[[ Given data, beginning ]]

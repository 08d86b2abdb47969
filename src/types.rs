use rustc_hash::FxHashSet;

pub type HashSet<K> = FxHashSet<K>;

/// Ordered `(source, target)` pair identifying a connection.
pub type EdgeKey = (usize, usize);
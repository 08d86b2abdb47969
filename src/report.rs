use crate::harness::{BenchmarkReport, Verification};

pub fn format_match(matches: bool) -> &'static str {
    if matches {
        "True"
    } else {
        "False"
    }
}

pub fn format_verification(verification: &Verification) -> String {
    format!(
        "BASE : {}\nFAST : {}\nMATCH: {}\ntime  baseline={:.6}s  fast={:.6}s",
        verification.base,
        verification.fast,
        format_match(verification.matches),
        verification.base_duration.as_secs_f64(),
        verification.fast_duration.as_secs_f64()
    )
}

pub fn format_benchmark(report: &BenchmarkReport) -> String {
    format!(
        "[Bench] M={}, edges={}, steps={}\nbaseline: {:.3}s\nfast    : {:.3}s",
        report.num_neurons,
        report.num_edges,
        report.num_steps,
        report.base_duration.as_secs_f64(),
        report.fast_duration.as_secs_f64()
    )
}
use boolnet::direct::DirectSimulator;
use boolnet::generator;
use boolnet::harness::timed_run;
use boolnet::incremental::IncrementalSimulator;

#[path = "../scenario_params.rs"]
mod scenario_params;

fn main() {
    let (network, num_steps) =
        generator::generate(&scenario_params::get_scenario_params()).unwrap();

    let (base, base_time) = timed_run(&DirectSimulator::new(), &network, num_steps);

    let fast_simulator = IncrementalSimulator::new();
    let (_, stats) = fast_simulator.run_with_stats(&network, num_steps);
    let (fast, fast_time) = timed_run(&fast_simulator, &network, num_steps);

    let edge_visits = network.num_edges() as f64 * num_steps as f64;
    let base_throughput = edge_visits / base_time.as_secs_f64();

    eprintln!(
        "Instance: {} neurons, {} edges, {} steps",
        network.num_neurons(),
        network.num_edges(),
        num_steps
    );
    eprintln!(
        "Baseline: {:.3}s ({:.3} ns per edge visit)",
        base_time.as_secs_f64(),
        1e9 / base_throughput
    );
    eprintln!(
        "Fast: {:.3}s ({} steps evaluated, fixed point: {:?}, {} flips, {} signal updates)",
        fast_time.as_secs_f64(),
        stats.steps_executed,
        stats.fixed_point_step,
        stats.flip_count,
        stats.signal_updates
    );
    eprintln!(
        "Speedup: {:.1}x",
        base_time.as_secs_f64() / fast_time.as_secs_f64().max(1e-9)
    );
    eprintln!("Match: {}", base == fast);
}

[[ Given data, end ]]

:: About this task ::
Looking over the records, find each line with the word "IncrementalSimulator" and copy it.

:: Your response ::
use boolnet::incremental::IncrementalSimulator;
    let fast_simulator = IncrementalSimulator::new();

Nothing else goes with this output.